** Required action **
Begin at the line below that has "Response::build()" and stop after the line that has "percentages can sum". Please restate only those lines, word for word.

Start of Dataset excerpts

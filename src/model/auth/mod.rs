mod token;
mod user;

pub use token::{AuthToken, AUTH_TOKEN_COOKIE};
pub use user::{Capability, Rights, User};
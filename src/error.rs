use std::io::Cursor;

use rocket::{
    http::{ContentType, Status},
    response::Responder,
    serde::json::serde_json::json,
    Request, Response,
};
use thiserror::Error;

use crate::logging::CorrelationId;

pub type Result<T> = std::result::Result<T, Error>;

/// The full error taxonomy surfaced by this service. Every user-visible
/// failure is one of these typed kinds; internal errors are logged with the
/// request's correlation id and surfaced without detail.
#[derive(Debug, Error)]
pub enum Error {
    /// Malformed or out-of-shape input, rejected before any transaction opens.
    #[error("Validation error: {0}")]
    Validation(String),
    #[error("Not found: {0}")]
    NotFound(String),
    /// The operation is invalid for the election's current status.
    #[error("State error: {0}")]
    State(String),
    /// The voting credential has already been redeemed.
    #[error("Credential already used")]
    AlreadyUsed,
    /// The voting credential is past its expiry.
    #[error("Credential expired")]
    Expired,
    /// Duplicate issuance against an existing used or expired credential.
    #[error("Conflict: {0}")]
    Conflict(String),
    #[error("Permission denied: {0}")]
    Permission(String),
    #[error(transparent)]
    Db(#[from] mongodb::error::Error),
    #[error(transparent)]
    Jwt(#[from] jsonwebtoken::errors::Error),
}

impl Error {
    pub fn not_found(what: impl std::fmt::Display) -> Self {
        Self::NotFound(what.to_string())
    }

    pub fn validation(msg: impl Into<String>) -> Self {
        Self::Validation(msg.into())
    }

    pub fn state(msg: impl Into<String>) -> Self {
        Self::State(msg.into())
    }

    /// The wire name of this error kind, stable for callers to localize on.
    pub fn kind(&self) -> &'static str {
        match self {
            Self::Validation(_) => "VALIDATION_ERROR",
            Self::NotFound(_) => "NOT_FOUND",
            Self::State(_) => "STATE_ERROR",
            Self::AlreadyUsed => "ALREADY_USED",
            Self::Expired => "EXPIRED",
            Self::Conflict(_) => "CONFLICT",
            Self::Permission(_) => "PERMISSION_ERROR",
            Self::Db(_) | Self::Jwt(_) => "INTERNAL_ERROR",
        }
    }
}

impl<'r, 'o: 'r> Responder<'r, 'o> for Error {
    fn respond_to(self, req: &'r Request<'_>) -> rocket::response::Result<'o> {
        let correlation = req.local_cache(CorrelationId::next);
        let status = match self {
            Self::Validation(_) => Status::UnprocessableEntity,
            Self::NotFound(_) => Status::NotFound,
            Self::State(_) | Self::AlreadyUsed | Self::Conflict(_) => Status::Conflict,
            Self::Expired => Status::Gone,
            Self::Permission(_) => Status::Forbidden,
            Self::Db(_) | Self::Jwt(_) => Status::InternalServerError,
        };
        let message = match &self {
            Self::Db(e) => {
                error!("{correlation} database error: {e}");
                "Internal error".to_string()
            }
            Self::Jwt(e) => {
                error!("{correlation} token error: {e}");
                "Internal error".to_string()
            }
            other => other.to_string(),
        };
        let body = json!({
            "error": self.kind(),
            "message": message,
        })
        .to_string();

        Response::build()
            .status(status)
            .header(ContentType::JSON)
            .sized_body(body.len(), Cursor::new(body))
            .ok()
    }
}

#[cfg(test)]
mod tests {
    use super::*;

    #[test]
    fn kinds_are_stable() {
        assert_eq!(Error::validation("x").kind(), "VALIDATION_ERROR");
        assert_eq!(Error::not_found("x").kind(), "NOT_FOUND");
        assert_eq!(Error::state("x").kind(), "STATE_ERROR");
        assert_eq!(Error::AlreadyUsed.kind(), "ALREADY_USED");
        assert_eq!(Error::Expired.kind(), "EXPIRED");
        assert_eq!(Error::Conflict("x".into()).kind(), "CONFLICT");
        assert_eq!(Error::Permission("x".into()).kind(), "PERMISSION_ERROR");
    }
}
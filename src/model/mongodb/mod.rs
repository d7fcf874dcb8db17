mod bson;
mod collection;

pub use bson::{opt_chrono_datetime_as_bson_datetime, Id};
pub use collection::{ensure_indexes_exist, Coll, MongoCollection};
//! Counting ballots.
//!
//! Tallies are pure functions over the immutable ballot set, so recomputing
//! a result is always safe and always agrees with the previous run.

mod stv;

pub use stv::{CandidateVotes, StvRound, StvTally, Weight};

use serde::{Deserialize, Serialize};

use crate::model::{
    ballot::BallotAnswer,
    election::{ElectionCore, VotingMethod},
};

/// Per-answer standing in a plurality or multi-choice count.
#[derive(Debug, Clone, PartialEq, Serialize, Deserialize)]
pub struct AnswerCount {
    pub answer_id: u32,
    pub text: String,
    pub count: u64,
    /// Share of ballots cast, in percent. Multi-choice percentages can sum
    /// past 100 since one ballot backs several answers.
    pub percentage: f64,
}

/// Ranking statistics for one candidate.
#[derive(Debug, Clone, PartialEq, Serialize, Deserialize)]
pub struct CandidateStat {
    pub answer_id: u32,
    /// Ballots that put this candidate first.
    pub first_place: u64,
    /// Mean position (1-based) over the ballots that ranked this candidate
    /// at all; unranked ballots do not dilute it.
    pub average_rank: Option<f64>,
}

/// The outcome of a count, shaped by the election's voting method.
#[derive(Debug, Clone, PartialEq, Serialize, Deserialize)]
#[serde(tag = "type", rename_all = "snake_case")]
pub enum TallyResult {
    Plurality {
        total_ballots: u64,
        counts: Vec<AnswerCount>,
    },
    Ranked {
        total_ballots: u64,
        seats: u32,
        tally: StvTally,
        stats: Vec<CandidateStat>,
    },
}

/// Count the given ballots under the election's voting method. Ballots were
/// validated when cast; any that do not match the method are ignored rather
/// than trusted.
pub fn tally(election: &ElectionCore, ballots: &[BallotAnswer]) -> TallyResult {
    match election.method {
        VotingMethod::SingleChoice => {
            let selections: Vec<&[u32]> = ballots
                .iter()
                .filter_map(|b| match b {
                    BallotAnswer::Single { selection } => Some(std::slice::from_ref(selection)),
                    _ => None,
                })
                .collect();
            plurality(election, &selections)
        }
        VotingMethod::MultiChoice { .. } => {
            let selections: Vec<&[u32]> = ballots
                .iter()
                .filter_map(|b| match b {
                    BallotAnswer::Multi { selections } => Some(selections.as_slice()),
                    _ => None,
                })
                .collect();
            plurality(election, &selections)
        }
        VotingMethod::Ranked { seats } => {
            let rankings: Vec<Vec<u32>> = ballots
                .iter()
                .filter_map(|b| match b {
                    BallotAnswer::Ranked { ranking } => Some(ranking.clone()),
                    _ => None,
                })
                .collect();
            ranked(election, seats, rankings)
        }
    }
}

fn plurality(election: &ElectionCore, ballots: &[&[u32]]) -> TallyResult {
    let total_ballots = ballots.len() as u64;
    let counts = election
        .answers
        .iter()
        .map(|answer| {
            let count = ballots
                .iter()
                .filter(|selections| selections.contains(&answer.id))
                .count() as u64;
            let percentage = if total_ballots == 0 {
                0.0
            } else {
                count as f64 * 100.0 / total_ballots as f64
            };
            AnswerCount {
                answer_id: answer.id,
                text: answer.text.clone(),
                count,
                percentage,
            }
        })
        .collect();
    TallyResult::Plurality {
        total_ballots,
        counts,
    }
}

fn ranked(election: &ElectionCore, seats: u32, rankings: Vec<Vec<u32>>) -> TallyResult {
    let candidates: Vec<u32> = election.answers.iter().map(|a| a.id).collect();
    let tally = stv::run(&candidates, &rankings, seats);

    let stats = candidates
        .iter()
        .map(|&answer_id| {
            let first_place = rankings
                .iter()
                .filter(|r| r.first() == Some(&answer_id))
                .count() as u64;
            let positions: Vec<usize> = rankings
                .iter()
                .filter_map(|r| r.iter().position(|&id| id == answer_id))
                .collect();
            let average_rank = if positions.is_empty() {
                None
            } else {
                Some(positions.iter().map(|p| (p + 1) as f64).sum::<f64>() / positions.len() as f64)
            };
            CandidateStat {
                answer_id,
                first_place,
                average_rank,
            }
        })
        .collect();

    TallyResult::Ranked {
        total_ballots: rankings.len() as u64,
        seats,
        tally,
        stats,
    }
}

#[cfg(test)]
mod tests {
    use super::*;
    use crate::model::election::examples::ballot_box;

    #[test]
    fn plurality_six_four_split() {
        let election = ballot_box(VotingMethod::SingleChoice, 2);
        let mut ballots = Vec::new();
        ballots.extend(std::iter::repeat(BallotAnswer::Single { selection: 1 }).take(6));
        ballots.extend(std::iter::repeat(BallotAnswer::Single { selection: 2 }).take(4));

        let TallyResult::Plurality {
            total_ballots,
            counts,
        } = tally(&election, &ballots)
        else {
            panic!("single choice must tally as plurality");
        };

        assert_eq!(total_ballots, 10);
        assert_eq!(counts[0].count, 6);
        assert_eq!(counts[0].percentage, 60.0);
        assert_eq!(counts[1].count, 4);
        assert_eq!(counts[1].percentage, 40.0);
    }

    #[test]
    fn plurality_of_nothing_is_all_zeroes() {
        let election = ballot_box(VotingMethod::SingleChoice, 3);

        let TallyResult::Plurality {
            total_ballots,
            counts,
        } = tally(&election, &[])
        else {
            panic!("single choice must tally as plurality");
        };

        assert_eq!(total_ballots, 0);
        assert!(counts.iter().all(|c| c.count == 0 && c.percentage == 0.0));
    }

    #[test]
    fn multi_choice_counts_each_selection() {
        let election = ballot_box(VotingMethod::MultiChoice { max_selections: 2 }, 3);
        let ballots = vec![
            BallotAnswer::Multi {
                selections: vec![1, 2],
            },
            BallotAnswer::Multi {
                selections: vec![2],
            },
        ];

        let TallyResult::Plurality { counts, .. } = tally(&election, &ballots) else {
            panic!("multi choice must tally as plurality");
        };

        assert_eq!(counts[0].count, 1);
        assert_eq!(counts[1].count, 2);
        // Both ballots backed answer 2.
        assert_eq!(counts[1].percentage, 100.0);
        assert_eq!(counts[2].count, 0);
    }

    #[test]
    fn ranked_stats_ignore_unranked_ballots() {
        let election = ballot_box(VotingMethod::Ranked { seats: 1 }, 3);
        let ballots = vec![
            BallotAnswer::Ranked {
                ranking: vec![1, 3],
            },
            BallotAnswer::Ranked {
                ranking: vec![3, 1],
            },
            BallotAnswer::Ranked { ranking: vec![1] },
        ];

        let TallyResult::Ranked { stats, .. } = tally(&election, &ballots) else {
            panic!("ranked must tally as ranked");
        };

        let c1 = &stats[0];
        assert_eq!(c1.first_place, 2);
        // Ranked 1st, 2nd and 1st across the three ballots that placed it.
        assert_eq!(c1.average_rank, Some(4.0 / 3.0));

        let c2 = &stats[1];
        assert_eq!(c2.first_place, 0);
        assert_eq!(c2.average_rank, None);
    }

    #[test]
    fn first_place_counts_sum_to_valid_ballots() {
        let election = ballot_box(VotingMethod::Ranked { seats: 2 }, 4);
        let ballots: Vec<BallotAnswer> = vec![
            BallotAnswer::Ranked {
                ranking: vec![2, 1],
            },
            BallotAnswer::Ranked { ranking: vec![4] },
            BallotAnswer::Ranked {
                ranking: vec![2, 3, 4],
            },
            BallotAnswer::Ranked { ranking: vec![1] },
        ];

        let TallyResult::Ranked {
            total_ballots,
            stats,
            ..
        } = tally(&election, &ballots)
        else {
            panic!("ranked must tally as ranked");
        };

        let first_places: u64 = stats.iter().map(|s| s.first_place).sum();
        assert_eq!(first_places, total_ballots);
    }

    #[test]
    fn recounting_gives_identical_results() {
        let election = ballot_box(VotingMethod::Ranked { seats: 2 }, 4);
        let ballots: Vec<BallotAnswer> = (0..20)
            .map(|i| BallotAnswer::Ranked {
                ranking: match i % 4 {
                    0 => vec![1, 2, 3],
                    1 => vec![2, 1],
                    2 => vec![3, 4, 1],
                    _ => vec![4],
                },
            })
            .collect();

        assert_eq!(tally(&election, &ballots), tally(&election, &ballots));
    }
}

End of Dataset excerpts

** Response **
        Response::build()
            .status(status)
            .header(ContentType::JSON)
            .sized_body(body.len(), Cursor::new(body))
            .ok()
    }
}

#[cfg(test)]
mod tests {
    use super::*;

    #[test]
    fn kinds_are_stable() {
        assert_eq!(Error::validation("x").kind(), "VALIDATION_ERROR");
        assert_eq!(Error::not_found("x").kind(), "NOT_FOUND");
        assert_eq!(Error::state("x").kind(), "STATE_ERROR");
        assert_eq!(Error::AlreadyUsed.kind(), "ALREADY_USED");
        assert_eq!(Error::Expired.kind(), "EXPIRED");
        assert_eq!(Error::Conflict("x".into()).kind(), "CONFLICT");
        assert_eq!(Error::Permission("x".into()).kind(), "PERMISSION_ERROR");
    }
}
filename src/model/mongodb/mod.rs
repository d7fcf874dcb8db17
mod bson;
mod collection;

pub use bson::{opt_chrono_datetime_as_bson_datetime, Id};
pub use collection::{ensure_indexes_exist, Coll, MongoCollection};
//! Counting ballots.
//!
//! Tallies are pure functions over the immutable ballot set, so recomputing
//! a result is always safe and always agrees with the previous run.

mod stv;

pub use stv::{CandidateVotes, StvRound, StvTally, Weight};

use serde::{Deserialize, Serialize};

use crate::model::{
    ballot::BallotAnswer,
    election::{ElectionCore, VotingMethod},
};

/// Per-answer standing in a plurality or multi-choice count.
#[derive(Debug, Clone, PartialEq, Serialize, Deserialize)]
pub struct AnswerCount {
    pub answer_id: u32,
    pub text: String,
    pub count: u64,
    /// Share of ballots cast, in percent. Multi-choice percentages can sum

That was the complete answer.